What are MEMS
MEMS (Micro-Electro-Mechanical Systems) are miniaturized mechanical or electromechanical elements that vary in size from 1 to 100 microns, approximately the thickness of a human hair. They were invented in the 1980s and are now present in most modern electronics.
MEMS all look different and can be anything from relatively simple devices without moving elements to extremely complex electromechanical systems with multiple moving elements under the control of integrated microelectronics.
The micro sensors and actuators in MEMS are also called “transducers” as they convert energy from one form to another. In the case of micro sensors, the device typically converts a measured mechanical signal into an electrical signal.
To make MEMS, generally thin layers of material are deposited onto a base and then selectively etched away, leaving a microscopic three-dimensional structure. The electrical elements process data while the mechanical elements act in response to that data. An integrated circuitry provides the thinking part of the system while the MEMS components complement the system with active perception and control functions.
Micro outperforms macro
Today MEMS are used for a large number of sensing modalities, including temperature, pressure, inertia, chemical, magnetic fields, radiation, etc. Remarkably, it seems that many of these micro machined sensors have demonstrated performances that sometimes exceed those of their macro scale counterparts. Memsnet.org, the information site for the MEMS and Nanotechnology industry puts forward the example of a pressure sensor made to the most precise macro scale level machining technique that is outperformed by a micro scale pressure transducer.

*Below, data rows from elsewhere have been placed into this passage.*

// ============================================
// Quality Gate (candidate admission)
// ============================================
//
// Every raw article passes through here before it can be scored. Hard
// filters are cheap lexical checks that short-circuit with a specific
// rejection reason; soft filters apply fixed thresholds to the analyzer's
// quality dimensions. High bias alone never rejects, it is annotated so
// downstream ranking can balance the feed.

use crate::config::GateConfig;
use crate::error::Result;
use crate::models::{Article, QualityDimensions};
use crate::services::analysis::AnalysisProvider;
use once_cell::sync::Lazy;
use regex::Regex;
use std::sync::Arc;
use tracing::{debug, warn};
use url::Url;

static CLICKBAIT_PATTERNS: Lazy<Vec<Regex>> = Lazy::new(|| {
    vec![
        Regex::new(r"(?i)you won'?t believe").expect("clickbait regex pattern is valid"),
        Regex::new(r"(?i)what happened next").expect("clickbait regex pattern is valid"),
        Regex::new(r"(?i)doctors hate (him|her|them)").expect("clickbait regex pattern is valid"),
        Regex::new(r"(?i)one weird trick").expect("clickbait regex pattern is valid"),
        Regex::new(r"(?i)number \d+ will (shock|amaze)").expect("clickbait regex pattern is valid"),
        Regex::new(r"(?i)this one (thing|secret)").expect("clickbait regex pattern is valid"),
        Regex::new(r"(?i)click here").expect("clickbait regex pattern is valid"),
        Regex::new(r"[!?]{4,}").expect("clickbait regex pattern is valid"),
    ]
});

static ADULT_PATTERNS: Lazy<Vec<Regex>> = Lazy::new(|| {
    vec![
        Regex::new(r"(?i)\bporn").expect("adult regex pattern is valid"),
        Regex::new(r"(?i)\bxxx\b").expect("adult regex pattern is valid"),
        Regex::new(r"(?i)\bnsfw\b").expect("adult regex pattern is valid"),
        Regex::new(r"(?i)\bnude").expect("adult regex pattern is valid"),
        Regex::new(r"(?i)\bexplicit content\b").expect("adult regex pattern is valid"),
        Regex::new(r"(?i)\bonlyfans\b").expect("adult regex pattern is valid"),
    ]
});

/// Outcome of gating one candidate.
#[derive(Debug, Clone)]
pub struct GateDecision {
    pub passes: bool,
    pub rejection_reason: Option<String>,
    /// Set when `dimensions.bias` exceeds the high-bias threshold. Annotation
    /// only, never a rejection on its own.
    pub high_bias: bool,
    pub dimensions: QualityDimensions,
}

impl GateDecision {
    fn admitted(dimensions: QualityDimensions, high_bias: bool) -> Self {
        Self {
            passes: true,
            rejection_reason: None,
            high_bias,
            dimensions,
        }
    }

    fn rejected(reason: impl Into<String>, dimensions: QualityDimensions) -> Self {
        Self {
            passes: false,
            rejection_reason: Some(reason.into()),
            high_bias: false,
            dimensions,
        }
    }
}

pub struct QualityGate {
    config: GateConfig,
    analysis: Arc<dyn AnalysisProvider>,
}

impl QualityGate {
    pub fn new(config: GateConfig, analysis: Arc<dyn AnalysisProvider>) -> Self {
        Self { config, analysis }
    }

    /// Evaluate one candidate. Hard filters run without touching the
    /// analyzer; quota exhaustion from the analyzer propagates as an error
    /// while any other analyzer failure degrades to the default dimensions.
    pub async fn evaluate(&self, article: &Article) -> Result<GateDecision> {
        if let Some(reason) = self.hard_reject_reason(article) {
            debug!(article_id = %article.id, reason = %reason, "Candidate rejected by hard filter");
            return Ok(GateDecision::rejected(reason, QualityDimensions::default()));
        }

        let dimensions = match self
            .analysis
            .analyze_quality(&article.title, &article.body, &article.source)
            .await
        {
            Ok(dimensions) => dimensions.clamped(),
            Err(err) if err.is_quota() => return Err(err),
            Err(err) => {
                warn!(article_id = %article.id, error = %err, "Analyzer unavailable, using default dimensions");
                QualityDimensions::default()
            }
        };

        if dimensions.toxicity > self.config.toxicity_limit {
            return Ok(GateDecision::rejected(
                format!("toxicity {:.2} above threshold", dimensions.toxicity),
                dimensions,
            ));
        }

        if dimensions.sensationalism > self.config.sensationalism_limit
            && dimensions.factuality < self.config.factuality_floor
        {
            return Ok(GateDecision::rejected(
                "sensationalized content with weak sourcing",
                dimensions,
            ));
        }

        let high_bias = dimensions.bias > self.config.high_bias_threshold;
        if high_bias {
            debug!(article_id = %article.id, bias = dimensions.bias, "High-bias candidate annotated");
        }

        Ok(GateDecision::admitted(dimensions, high_bias))
    }

    /// Evaluate a batch and keep only the admitted articles.
    pub async fn admit(&self, articles: Vec<Article>) -> Result<Vec<Article>> {
        let mut admitted = Vec::with_capacity(articles.len());
        for article in articles {
            let decision = self.evaluate(&article).await?;
            if decision.passes {
                admitted.push(article);
            }
        }
        Ok(admitted)
    }

    /// Apply only the lexical hard filters, without consulting the
    /// analyzer. Feed page assembly runs on this screen so fetches never
    /// depend on analysis quota.
    pub fn screen(&self, articles: Vec<Article>) -> Vec<Article> {
        articles
            .into_iter()
            .filter(|article| match self.hard_reject_reason(article) {
                Some(reason) => {
                    debug!(article_id = %article.id, reason = %reason, "Article screened out of feed");
                    false
                }
                None => true,
            })
            .collect()
    }

    fn hard_reject_reason(&self, article: &Article) -> Option<String> {
        // Check 1: minimum body length
        if article.body.chars().count() < self.config.min_body_chars {
            return Some(format!(
                "body shorter than {} characters",
                self.config.min_body_chars
            ));
        }

        // Check 2: minimum title length
        let title_len = article.title.chars().count();
        if title_len < self.config.min_title_chars {
            return Some(format!(
                "title shorter than {} characters",
                self.config.min_title_chars
            ));
        }

        // Check 3: well-formed source URL
        if !is_well_formed_url(&article.source_url) {
            return Some("malformed source URL".to_string());
        }

        // Check 4: clickbait patterns in the title
        if let Some(pattern) = CLICKBAIT_PATTERNS.iter().find(|p| p.is_match(&article.title)) {
            return Some(format!("clickbait pattern: {}", pattern.as_str()));
        }

        // Check 5: adult content patterns in title or body
        if ADULT_PATTERNS
            .iter()
            .any(|p| p.is_match(&article.title) || p.is_match(&article.body))
        {
            return Some("adult content pattern".to_string());
        }

        // Check 6: shouting titles
        if title_len > self.config.min_title_chars
            && caps_ratio(&article.title) > self.config.caps_ratio_limit
        {
            return Some("excessive capitalization in title".to_string());
        }

        // Check 7: emoji-stuffed titles
        let emoji = emoji_count(&article.title);
        if emoji > self.config.max_title_emoji {
            return Some(format!("{} emoji in title", emoji));
        }

        None
    }
}

/// Accepts only absolute http/https URLs with a host.
fn is_well_formed_url(raw: &str) -> bool {
    match Url::parse(raw) {
        Ok(url) => matches!(url.scheme(), "http" | "https") && url.has_host(),
        Err(_) => false,
    }
}

/// Ratio of uppercase letters among the alphabetic characters.
fn caps_ratio(text: &str) -> f64 {
    let letters: Vec<char> = text.chars().filter(|c| c.is_alphabetic()).collect();
    if letters.is_empty() {
        return 0.0;
    }
    let caps = letters.iter().filter(|c| c.is_uppercase()).count();
    caps as f64 / letters.len() as f64
}

fn emoji_count(text: &str) -> usize {
    text.chars().filter(|c| is_emoji(*c)).count()
}

fn is_emoji(c: char) -> bool {
    matches!(
        u32::from(c),
        0x1F300..=0x1F5FF // symbols & pictographs
            | 0x1F600..=0x1F64F // emoticons
            | 0x1F680..=0x1F6FF // transport
            | 0x1F900..=0x1FAFF // supplemental pictographs
            | 0x2600..=0x26FF // miscellaneous symbols
            | 0x2700..=0x27BF // dingbats
    )
}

High performance, small in size, cheap to produce
While the performance and size of MEMS are important arguments for the electronics industry, their production cost has been steadily decreasing. Today an average unit costs around USD 0,60, down from USD 7 in 2006.
All kinds of electronics
For all of the above mentioned reasons, MEMS are now found in an increasing number of devices, many of which are used every day by millions of people. But MEMS have also found their way into industrial applications such as for example micro valves to control gas and liquid flows; optical switches and mirrors to redirect or modulate light beams; independently controlled micro mirror arrays for displays; micro pumps to increase the pressure of fluids; micro flaps to module airstreams on air foils, and many others.

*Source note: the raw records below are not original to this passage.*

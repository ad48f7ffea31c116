/*!
    Cyclic EtherCAT master: enumeration of the slaves, process image, cyclic exchange and supervision of the slaves states.

    The entry point is [MasterContext], owning a socket to one segment. The layers it is built upon are exposed too:

    - [socket] encapsulates ethercat frames into a medium (raw ethernet, UDP, or a simulated segment)
    - [rawmaster] sends datagrams (PDUs) and matches their answers
    - [registry] discovers the slaves and describes them
    - [image] lays out the process image and gives views on each slave's data
    - [exchange] sends and receives the cycles
    - [supervisor] drives the slaves states
    - [plc] and [controller] help writing the application driven by the cycles
*/

#![allow(non_upper_case_globals)]

pub mod socket;
pub mod data;
pub mod rawmaster;
pub mod registers;
pub mod error;
pub mod config;
pub mod slave;
pub mod sii;
pub mod registry;
pub mod image;
pub mod exchange;
pub mod supervisor;
pub mod master;
pub mod plc;
pub mod controller;

pub use crate::data::{PduData, Field};
pub use crate::socket::{EthercatSocket, UdpSocket, SimulatedSegment, SimulatedSlave};
#[cfg(target_os = "linux")]
pub use crate::socket::EthernetSocket;
pub use crate::rawmaster::{RawMaster, SlaveAddress, PduAnswer};
pub use crate::registers::AlState;
pub use crate::error::{EthercatError, EthercatResult};
pub use crate::config::MasterConfig;
pub use crate::slave::{SlaveDescriptor, SlaveIdentity, SlaveState, ProcessDataSize};
pub use crate::registry::SlaveRegistry;
pub use crate::image::{ProcessImage, ProcessImageBuilder, SlaveIOView};
pub use crate::exchange::{CyclicExchangeEngine, ExchangeResult};
pub use crate::supervisor::StateSupervisor;
pub use crate::master::MasterContext;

Often these tiny devices can perform mechanical feats far larger than their size would imply. For example, researchers have placed small micro actuators on the far edge of air foils of an aircraft and have been able to steer the aircraft using only these micro miniaturized devices.
A fast growing market
With the proliferation of smart consumer devices and especially smart phones, the MEMS market is increasing by double digit CAGR (compound annual growth rate) and it is estimated to reach USD 19.5 billion by 2016 from next to nothing in 2000, when MEMS had just begun being used in the PlayStation game console. This market acceleration in turn drives prices further down. The fastest developing MEMS categories include pressure sensors and gyroscopes.
The MEMS phone
At CES a group of industry experts discussed the advancement of the MEMS market in consumer electronics. They agreed that smart phones, while already highly dependent on MEMS will be adding a multitude of additional functions in the future with the help of further MEMS. They already incorporate accelerometers, altimeters, magnetometers (compasses), inclinometers, gyroscopes, and pressure sensors, which in combination with apps and/or hardware drive a multitude of health and well-being functionalities.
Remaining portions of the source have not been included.